= Shane Speal =

American musician

Shane Speal (born May 20, 1970) is an American musician, historian, and instrument builder who is best known for building and promoting cigar box guitars. He is the author of the D.I.Y. musical instrument book Making Poor Man's Guitars (2018, Fox Chapel Publishing) and is a writer for the magazine Guitar World.

Speal is the central figure in the Max Shores documentary, Songs Inside the Box, which spotlights the cigar box guitar resurgence.

== History ==
Speal built his first cigar box guitar on July 4, 1993. He used a cardboard Swisher Sweets cigar box and a plank of wood from his barn after reading an article about Carl Perkins' cigar box guitar in a 1976 issue of Guitar Player magazine. Speal said that his inspiration was to find an instrument that would give him music "deeper than the Delta blues".
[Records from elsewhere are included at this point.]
//! Rate-limited work queue with single-flight per key.
//!
//! A key is handed to at most one worker at a time. Adding a key that is being processed marks it
//! dirty; it becomes available again once the worker calls [`WorkQueue::done`]. Adding a key that
//! is already waiting is a no-op, so bursts of change notifications collapse into one pass.

use std::cmp::Reverse;
use std::collections::{BinaryHeap, HashMap, HashSet, VecDeque};
use std::sync::{Mutex, MutexGuard, PoisonError};
use std::time::Duration;

use jenkins_provider_core::ResourceKey;
use tokio::sync::Notify;
use tokio::time::Instant;

use crate::backoff::BackoffPolicy;

#[derive(Debug, Default)]
struct QueueState {
    ready: VecDeque<ResourceKey>,
    dirty: HashSet<ResourceKey>,
    processing: HashSet<ResourceKey>,
    delayed: BinaryHeap<Reverse<(Instant, ResourceKey)>>,
    waiting: HashMap<ResourceKey, Instant>,
    retries: HashMap<ResourceKey, u32>,
    shut_down: bool,
}

impl QueueState {
    fn enqueue(&mut self, key: ResourceKey) -> bool {
        if self.shut_down || !self.dirty.insert(key.clone()) {
            return false;
        }
        if self.processing.contains(&key) {
            return false;
        }
        self.ready.push_back(key);
        true
    }

    /// Move due delayed keys to the ready list. Returns how many became ready.
    fn promote_due(&mut self, now: Instant) -> usize {
        let mut promoted = 0;
        while let Some(Reverse((at, _))) = self.delayed.peek() {
            if *at > now {
                break;
            }
            let Some(Reverse((at, key))) = self.delayed.pop() else {
                break;
            };
            // stale heap entry: superseded by an earlier add_after
            if self.waiting.get(&key) != Some(&at) {
                continue;
            }
            self.waiting.remove(&key);
            if self.enqueue(key) {
                promoted += 1;
            }
        }
        promoted
    }

    fn next_wake(&self) -> Option<Instant> {
        self.delayed.peek().map(|Reverse((at, _))| *at)
    }
}

#[derive(Debug)]
pub struct WorkQueue {
    state: Mutex<QueueState>,
    notify: Notify,
    backoff: BackoffPolicy,
}

impl WorkQueue {
    pub fn new(backoff: BackoffPolicy) -> Self {
        Self {
            state: Mutex::new(QueueState::default()),
            notify: Notify::new(),
            backoff,
        }
    }

    pub fn backoff(&self) -> &BackoffPolicy {
        &self.backoff
    }

    /// Make a key available now
    pub fn add(&self, key: ResourceKey) {
        if self.lock().enqueue(key) {
            self.notify.notify_one();
        }
    }

    /// Make a key available after `delay`. An earlier pending deadline for the same key wins.
    pub fn add_after(&self, key: ResourceKey, delay: Duration) {
        if delay.is_zero() {
            self.add(key);
            return;
        }
        let at = Instant::now() + delay;
        let mut state = self.lock();
        if state.shut_down {
            return;
        }
        if state.waiting.get(&key).is_some_and(|existing| *existing <= at) {
            return;
        }
        state.waiting.insert(key.clone(), at);
        state.delayed.push(Reverse((at, key)));
        drop(state);
        // waiters must recompute their wake-up time
        self.notify.notify_waiters();
    }

    /// Requeue after the backoff delay for one more failure; returns the delay used
    pub fn add_rate_limited(&self, key: ResourceKey) -> Duration {
        let failures = {
            let mut state = self.lock();
            let retries = state.retries.entry(key.clone()).or_default();
            *retries = retries.saturating_add(1);
            *retries
        };
        let delay = self.backoff.delay(failures);
        self.add_after(key, delay);
        delay
    }

    /// Requeue at the capped interval
    pub fn add_capped(&self, key: ResourceKey) -> Duration {
        let delay = self.backoff.capped();
        self.add_after(key, delay);
        delay
    }

    /// Reset the failure count of a key
    pub fn forget(&self, key: &ResourceKey) {
        self.lock().retries.remove(key);
    }

    pub fn retries(&self, key: &ResourceKey) -> u32 {
        self.lock().retries.get(key).copied().unwrap_or(0)
    }

    /// Wait for the next available key. Returns `None` once the queue is shut down.
    pub async fn next(&self) -> Option<ResourceKey> {
        loop {
            let notified = self.notify.notified();
            tokio::pin!(notified);
            notified.as_mut().enable();

            let wake_at = {
                let mut state = self.lock();
                if state.shut_down {
                    return None;
                }
                state.promote_due(Instant::now());
                if let Some(key) = state.ready.pop_front() {
                    state.dirty.remove(&key);
                    state.processing.insert(key.clone());
                    let more = !state.ready.is_empty();
                    drop(state);
                    if more {
                        self.notify.notify_one();
                    }
                    return Some(key);
                }
                state.next_wake()
            };

            match wake_at {
                Some(at) => {
                    tokio::select! {
                        _ = &mut notified => {}
                        _ = tokio::time::sleep_until(at) => {}
                    }
                }
                None => notified.await,
            }
        }
    }

    /// Mark a pass finished. A key added while it was processing becomes available again.
    pub fn done(&self, key: &ResourceKey) {
        let mut state = self.lock();
        state.processing.remove(key);
        if state.dirty.contains(key) && !state.shut_down {
            state.ready.push_back(key.clone());
            drop(state);
            self.notify.notify_one();
        }
    }

    /// Stop handing out keys and wake every waiting worker
    pub fn shutdown(&self) {
        self.lock().shut_down = true;
        self.notify.notify_waiters();
    }

    pub fn is_shut_down(&self) -> bool {
        self.lock().shut_down
    }

    /// Keys ready to be handed out
    pub fn len(&self) -> usize {
        self.lock().ready.len()
    }

    pub fn is_empty(&self) -> bool {
        self.len() == 0
    }

    /// Keys waiting for their requeue delay
    pub fn delayed_len(&self) -> usize {
        self.lock().waiting.len()
    }

    pub fn is_processing(&self, key: &ResourceKey) -> bool {
        self.lock().processing.contains(key)
    }

    fn lock(&self) -> MutexGuard<'_, QueueState> {
        self.state.lock().unwrap_or_else(PoisonError::into_inner)
    }
}
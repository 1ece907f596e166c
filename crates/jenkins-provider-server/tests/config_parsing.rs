use std::{env, fs};

use jenkins_provider_server::config::TargetKind;
use jenkins_provider_server::config::loader::load_config;

#[test]
fn config_parsing_and_env_overrides_and_validation() {
    let dir = tempfile::tempdir().expect("tmp dir");
    let path = dir.path().join("jenkins-provider.toml");

    let toml_content = r#"
[controller]
workers = 8
pass_timeout_ms = 15000
poll_interval_secs = 120

[backoff]
base_ms = 500
max_ms = 60000
failure_threshold = 5

[logging]
level = "debug"

[target]
kind = "memory"
request_timeout_ms = 2000

[bootstrap]
manifest = "manifests/dev.json"
"#;
    fs::write(&path, toml_content).expect("write toml");

    // 1) Valid config parses
    let cfg = load_config(Some(path.as_path())).expect("should parse config");
    assert_eq!(cfg.controller.workers, 8);
    assert_eq!(cfg.backoff.failure_threshold, 5);
    assert_eq!(cfg.target.kind, TargetKind::Memory);
    assert_eq!(cfg.logging.level, "debug");
    assert_eq!(
        cfg.bootstrap.manifest.as_deref(),
        Some(std::path::Path::new("manifests/dev.json"))
    );
    let controller = cfg.controller_config();
    assert_eq!(controller.pass_timeout.as_millis(), 15_000);
    assert_eq!(controller.poll_interval.as_secs(), 120);
    assert_eq!(controller.backoff.base.as_millis(), 500);

    // 2) Env override should win over file
    unsafe {
        env::set_var("JENKINS_PROVIDER__CONTROLLER__WORKERS", "2");
    }
    let cfg_env = load_config(Some(path.as_path())).expect("should parse config with env overrides");
    assert_eq!(cfg_env.controller.workers, 2);
    unsafe {
        env::remove_var("JENKINS_PROVIDER__CONTROLLER__WORKERS");
    }

    // 3) Invalid config (base > max) should error
    let invalid_path = dir.path().join("invalid.toml");
    let invalid_toml = r#"
[backoff]
base_ms = 5000
max_ms = 1000
"#;
    fs::write(&invalid_path, invalid_toml).expect("write invalid toml");
    let err = load_config(Some(invalid_path.as_path())).expect_err("expected validation error");
    assert!(err.contains("base_ms must be <="));
}

#[test]
fn missing_file_falls_back_to_defaults() {
    let dir = tempfile::tempdir().expect("tmp dir");
    let cfg = load_config(Some(dir.path().join("absent.toml").as_path())).expect("defaults");
    assert_eq!(cfg.target.kind, TargetKind::Jenkins);
    assert_eq!(cfg.backoff.base_ms, 1_000);
    assert!(cfg.bootstrap.manifest.is_none());
}
//! Wires stores, credential resolution and reconcilers into a runnable controller.

use std::path::Path;
use std::sync::Arc;

use jenkins_provider_core::KindRegistry;
use jenkins_provider_runtime::{
    BroadcastRecorder, ClientFactory, Controller, CredentialResolver, EventRecorder,
    JenkinsClientFactory, MemoryClientFactory, MemoryProviderConfigStore, MemoryResourceStore,
    MemorySecretStore, MemoryTarget, ReconcileEvent, Reconciler, StoreError, TracingRecorder,
    UsageTracker,
};
use tokio::sync::watch;
use tracing::info;

use crate::bootstrap::{self, BootstrapError, BootstrapStats, BootstrapTargets};
use crate::config::{AppConfig, TargetKind};

/// Logs every event and forwards it to broadcast subscribers
struct AppRecorder {
    events: BroadcastRecorder,
}

impl EventRecorder for AppRecorder {
    fn record(&self, event: ReconcileEvent) {
        TracingRecorder.record(event.clone());
        self.events.record(event);
    }
}

pub struct App {
    registry: KindRegistry,
    store: Arc<MemoryResourceStore>,
    configs: Arc<MemoryProviderConfigStore>,
    secrets: Arc<MemorySecretStore>,
    usage: Arc<UsageTracker>,
    events: BroadcastRecorder,
    memory_target: Option<Arc<MemoryTarget>>,
    controller: Controller,
}

impl App {
    pub fn new(cfg: &AppConfig) -> Self {
        let registry = KindRegistry::with_builtin_kinds();
        let usage = Arc::new(UsageTracker::new());
        let configs = Arc::new(MemoryProviderConfigStore::new(Arc::clone(&usage)));
        let secrets = Arc::new(MemorySecretStore::new());
        let store = Arc::new(MemoryResourceStore::new());
        let events = BroadcastRecorder::new();
        let recorder: Arc<dyn EventRecorder> = Arc::new(AppRecorder {
            events: events.clone(),
        });

        let memory_target = match cfg.target.kind {
            TargetKind::Jenkins => None,
            TargetKind::Memory => Some(MemoryTarget::new()),
        };
        let factory: Arc<dyn ClientFactory> = match &memory_target {
            Some(target) => Arc::new(MemoryClientFactory::new(Arc::clone(target))),
            None => Arc::new(JenkinsClientFactory::new(cfg.request_timeout())),
        };
        let resolver = Arc::new(CredentialResolver::new(
            configs.clone(),
            secrets.clone(),
            Arc::clone(&usage),
            factory,
        ));

        let mut controller = Controller::new(store.clone(), cfg.controller_config());
        for kind in registry.kinds() {
            controller.register(
                Reconciler::new(
                    kind,
                    resolver.clone(),
                    store.clone(),
                    Arc::clone(&recorder),
                    secrets.clone(),
                )
                .with_failure_threshold(cfg.backoff.failure_threshold),
            );
        }

        info!(
            target_kind = ?cfg.target.kind,
            workers = cfg.controller.workers,
            "Provider initialized"
        );

        Self {
            registry,
            store,
            configs,
            secrets,
            usage,
            events,
            memory_target,
            controller,
        }
    }

    pub async fn load_manifest(&self, path: &Path) -> Result<BootstrapStats, BootstrapError> {
        let manifest = bootstrap::read_manifest(path).await?;
        bootstrap::apply_manifest(
            manifest,
            &BootstrapTargets {
                registry: &self.registry,
                secrets: &self.secrets,
                configs: &self.configs,
                resources: &self.store,
            },
        )
        .await
    }

    pub fn store(&self) -> &Arc<MemoryResourceStore> {
        &self.store
    }

    pub fn provider_configs(&self) -> &Arc<MemoryProviderConfigStore> {
        &self.configs
    }

    pub fn usage(&self) -> &Arc<UsageTracker> {
        &self.usage
    }

    /// Reconcile events recorded from now on
    pub fn subscribe_events(&self) -> tokio::sync::broadcast::Receiver<ReconcileEvent> {
        self.events.subscribe()
    }

    /// The in-process target, when configured with `target.kind = "memory"`
    pub fn memory_target(&self) -> Option<&Arc<MemoryTarget>> {
        self.memory_target.as_ref()
    }

    pub async fn run(self, shutdown: watch::Receiver<bool>) -> Result<(), StoreError> {
        self.controller.run(shutdown).await
    }
}
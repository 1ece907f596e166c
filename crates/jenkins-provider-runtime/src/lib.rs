//! Reconcile runtime for the Jenkins provider.
//!
//! - [`credentials`]: ProviderConfig lookup, secret fetching, usage tracking and client pooling
//! - [`external`]: adapters for the Jenkins remote API and an in-memory target
//! - [`engine`]: the per-resource reconcile state machine
//! - [`queue`] and [`controller`]: single-flight scheduling with exponential backoff

pub mod backoff;
pub mod context;
pub mod controller;
pub mod credentials;
pub mod engine;
pub mod error;
pub mod events;
pub mod external;
pub mod publisher;
pub mod queue;
pub mod store;

pub use backoff::BackoffPolicy;
pub use context::PassContext;
pub use controller::{Controller, ControllerConfig, apply_requeue};
pub use credentials::{
    ClientFactory, Connector, CredentialResolver, JenkinsClientFactory, MemoryClientFactory,
    MemoryProviderConfigStore, MemorySecretStore, ProviderConfigStore, SecretData, SecretStore,
    UsageTracker,
};
pub use engine::{DEFAULT_FAILURE_THRESHOLD, PassOutcome, Reconciler, Requeue, ResourceState};
pub use error::{
    ErrorClass, ExternalError, PublishError, ReconcileError, ResolveError, StoreError,
};
pub use events::{
    BroadcastRecorder, EventReason, EventRecorder, EventType, ReconcileEvent, TracingRecorder,
};
pub use external::{
    Creation, ExternalClient, ItemClient, JenkinsClient, MemoryTarget, NodeClient, Observation,
    Verb,
};
pub use publisher::{ConnectionPublisher, DiscardPublisher};
pub use queue::WorkQueue;
pub use store::{MemoryResourceStore, ResourceStore};
use serde::{Deserialize, Serialize};
use serde_json::Value;

use super::normalize_xml;
use crate::resource::{ForProvider, Managed, ResourceKind};

/// Definition used when a Folder does not carry its own config
pub const DEFAULT_FOLDER_CONFIG: &str =
    "<com.cloudbees.hudson.plugins.folder.Folder plugin=\"cloudbees-folder\"/>";

/// A Jenkins folder
pub type Folder = Managed<FolderParameters>;

/// Configurable fields of a Folder
#[derive(Debug, Clone, PartialEq, Eq, Serialize, Deserialize)]
#[serde(rename_all = "camelCase")]
pub struct FolderParameters {
    pub name: String,

    #[serde(default, skip_serializing_if = "Option::is_none")]
    pub parent: Option<String>,

    #[serde(default, skip_serializing_if = "Option::is_none")]
    pub config: Option<String>,
}

impl ForProvider for FolderParameters {
    const KIND: ResourceKind = ResourceKind::Folder;

    fn name(&self) -> &str {
        &self.name
    }

    fn parent(&self) -> Option<&str> {
        self.parent.as_deref()
    }

    fn configuration(&self) -> Value {
        Value::String(
            self.config
                .clone()
                .unwrap_or_else(|| DEFAULT_FOLDER_CONFIG.to_string()),
        )
    }

    /// A folder without an explicit config only has to exist; Jenkins fills in views and
    /// properties on its own.
    fn is_up_to_date(&self, observed: &Value) -> bool {
        match (&self.config, observed.as_str()) {
            (None, _) => true,
            (Some(desired), Some(current)) => normalize_xml(desired) == normalize_xml(current),
            (Some(_), None) => false,
        }
    }
}
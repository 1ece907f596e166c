//! Storage of desired-state objects.
//!
//! The controller reads objects and writes status back through [`ResourceStore`]; changes to the
//! desired state are announced on a broadcast feed so the controller can enqueue them.

use std::collections::HashMap;

use async_trait::async_trait;
use jenkins_provider_core::{ManagedResource, ObservedStatus, ResourceKey};
use tokio::sync::{RwLock, broadcast};

use crate::error::StoreError;

const CHANGE_FEED_CAPACITY: usize = 1024;

#[async_trait]
pub trait ResourceStore: Send + Sync {
    async fn get(&self, key: &ResourceKey) -> Result<Option<Box<dyn ManagedResource>>, StoreError>;

    async fn list_keys(&self) -> Result<Vec<ResourceKey>, StoreError>;

    /// Replace the status of an object. Status writes are not announced on the change feed.
    async fn update_status(
        &self,
        key: &ResourceKey,
        status: ObservedStatus,
    ) -> Result<(), StoreError>;

    /// Remove an object whose deletion has completed
    async fn finalize(&self, key: &ResourceKey) -> Result<(), StoreError>;

    /// Keys whose desired state changed
    fn watch(&self) -> broadcast::Receiver<ResourceKey>;
}

/// Process-local resource store
pub struct MemoryResourceStore {
    objects: RwLock<HashMap<ResourceKey, Box<dyn ManagedResource>>>,
    changes: broadcast::Sender<ResourceKey>,
}

impl MemoryResourceStore {
    pub fn new() -> Self {
        let (changes, _) = broadcast::channel(CHANGE_FEED_CAPACITY);
        Self {
            objects: RwLock::new(HashMap::new()),
            changes,
        }
    }

    /// Create or replace the desired state of an object.
    ///
    /// The stored status is kept. The generation is bumped when the spec differs from the stored
    /// one.
    pub async fn apply(&self, mut resource: Box<dyn ManagedResource>) -> Result<(), StoreError> {
        let key = resource.key();
        let incoming = resource
            .to_json()
            .map_err(|e| StoreError::backend(e.to_string()))?;

        let mut objects = self.objects.write().await;
        match objects.get(&key) {
            Some(existing) => {
                let current = existing
                    .to_json()
                    .map_err(|e| StoreError::backend(e.to_string()))?;
                let generation = existing.metadata().generation;
                let deletion_requested = existing.metadata().deletion_requested;
                let status = existing.status().clone();

                let changed = current.get("spec") != incoming.get("spec");
                let meta = resource.metadata_mut();
                meta.generation = if changed { generation + 1 } else { generation };
                meta.deletion_requested |= deletion_requested;
                resource.set_status(status);
                if !changed {
                    tracing::trace!(key = %key, "Desired state unchanged");
                }
            }
            None => {
                let meta = resource.metadata_mut();
                meta.generation = meta.generation.max(1);
            }
        }
        objects.insert(key.clone(), resource);
        drop(objects);

        tracing::debug!(key = %key, "Desired state applied");
        let _ = self.changes.send(key);
        Ok(())
    }

    /// Ask for an object to be deleted. It stays in the store until finalized.
    pub async fn request_deletion(&self, key: &ResourceKey) -> Result<(), StoreError> {
        let mut objects = self.objects.write().await;
        let resource = objects
            .get_mut(key)
            .ok_or_else(|| StoreError::NotFound(key.to_string()))?;
        resource.metadata_mut().deletion_requested = true;
        drop(objects);

        let _ = self.changes.send(key.clone());
        Ok(())
    }

    pub async fn len(&self) -> usize {
        self.objects.read().await.len()
    }

    pub async fn is_empty(&self) -> bool {
        self.len().await == 0
    }
}

impl Default for MemoryResourceStore {
    fn default() -> Self {
        Self::new()
    }
}

#[async_trait]
impl ResourceStore for MemoryResourceStore {
    async fn get(&self, key: &ResourceKey) -> Result<Option<Box<dyn ManagedResource>>, StoreError> {
        Ok(self.objects.read().await.get(key).cloned())
    }

    async fn list_keys(&self) -> Result<Vec<ResourceKey>, StoreError> {
        let mut keys: Vec<_> = self.objects.read().await.keys().cloned().collect();
        keys.sort();
        Ok(keys)
    }

    async fn update_status(
        &self,
        key: &ResourceKey,
        status: ObservedStatus,
    ) -> Result<(), StoreError> {
        let mut objects = self.objects.write().await;
        let resource = objects
            .get_mut(key)
            .ok_or_else(|| StoreError::NotFound(key.to_string()))?;
        resource.set_status(status);
        Ok(())
    }

    async fn finalize(&self, key: &ResourceKey) -> Result<(), StoreError> {
        if self.objects.write().await.remove(key).is_some() {
            tracing::debug!(key = %key, "Resource finalized");
        }
        Ok(())
    }

    fn watch(&self) -> broadcast::Receiver<ResourceKey> {
        self.changes.subscribe()
    }
}

#[cfg(test)]
mod tests {
    use super::*;
    use jenkins_provider_core::{Job, JobParameters, ResourceKind};

    fn job(config: &str) -> Box<dyn ManagedResource> {
        Box::new(Job::new(
            "build-1",
            JobParameters {
                name: "build-1".into(),
                parent: None,
                config: config.into(),
            },
        ))
    }

    fn key() -> ResourceKey {
        ResourceKey::new(ResourceKind::Job, "build-1")
    }

    #[tokio::test]
    async fn test_apply_bumps_generation_on_spec_change_and_keeps_status() {
        let store = MemoryResourceStore::new();
        store.apply(job("<project/>")).await.unwrap();

        let mut status = ObservedStatus::default();
        status.external_identity = "build-1".into();
        store.update_status(&key(), status).await.unwrap();

        store.apply(job("<project/>")).await.unwrap();
        let current = store.get(&key()).await.unwrap().unwrap();
        assert_eq!(current.metadata().generation, 1);

        store.apply(job("<project><description/></project>")).await.unwrap();
        let current = store.get(&key()).await.unwrap().unwrap();
        assert_eq!(current.metadata().generation, 2);
        assert_eq!(current.external_identity(), "build-1");
    }

    #[tokio::test]
    async fn test_changes_are_announced() {
        let store = MemoryResourceStore::new();
        let mut feed = store.watch();

        store.apply(job("<project/>")).await.unwrap();
        assert_eq!(feed.recv().await.unwrap(), key());

        store.request_deletion(&key()).await.unwrap();
        assert_eq!(feed.recv().await.unwrap(), key());
        assert!(
            store
                .get(&key())
                .await
                .unwrap()
                .unwrap()
                .metadata()
                .deletion_requested
        );

        store
            .update_status(&key(), ObservedStatus::default())
            .await
            .unwrap();
        assert!(feed.try_recv().is_err());
    }

    #[tokio::test]
    async fn test_finalize_removes() {
        let store = MemoryResourceStore::new();
        store.apply(job("<project/>")).await.unwrap();
        assert_eq!(store.list_keys().await.unwrap(), vec![key()]);

        store.finalize(&key()).await.unwrap();
        assert!(store.is_empty().await);
        assert!(store.get(&key()).await.unwrap().is_none());
        assert!(matches!(
            store.update_status(&key(), ObservedStatus::default()).await,
            Err(StoreError::NotFound(_))
        ));
    }
}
In the next six years, Speal built over 200 more cigar box guitars under the brand Catfish Music Works, perfecting a crude poplar stick-thru-wood box design. He received endorsements from Warren Haynes and Allen Woody.

In addition to promoting the art of cigar box guitars online and supporting other players worldwide (such as Wesseh Freeman), Speal is a full-time musician who performs exclusively with cigar box guitars. He has released over 10 albums. Speal has been featured in Premier Guitar Magazine and Make Magazine.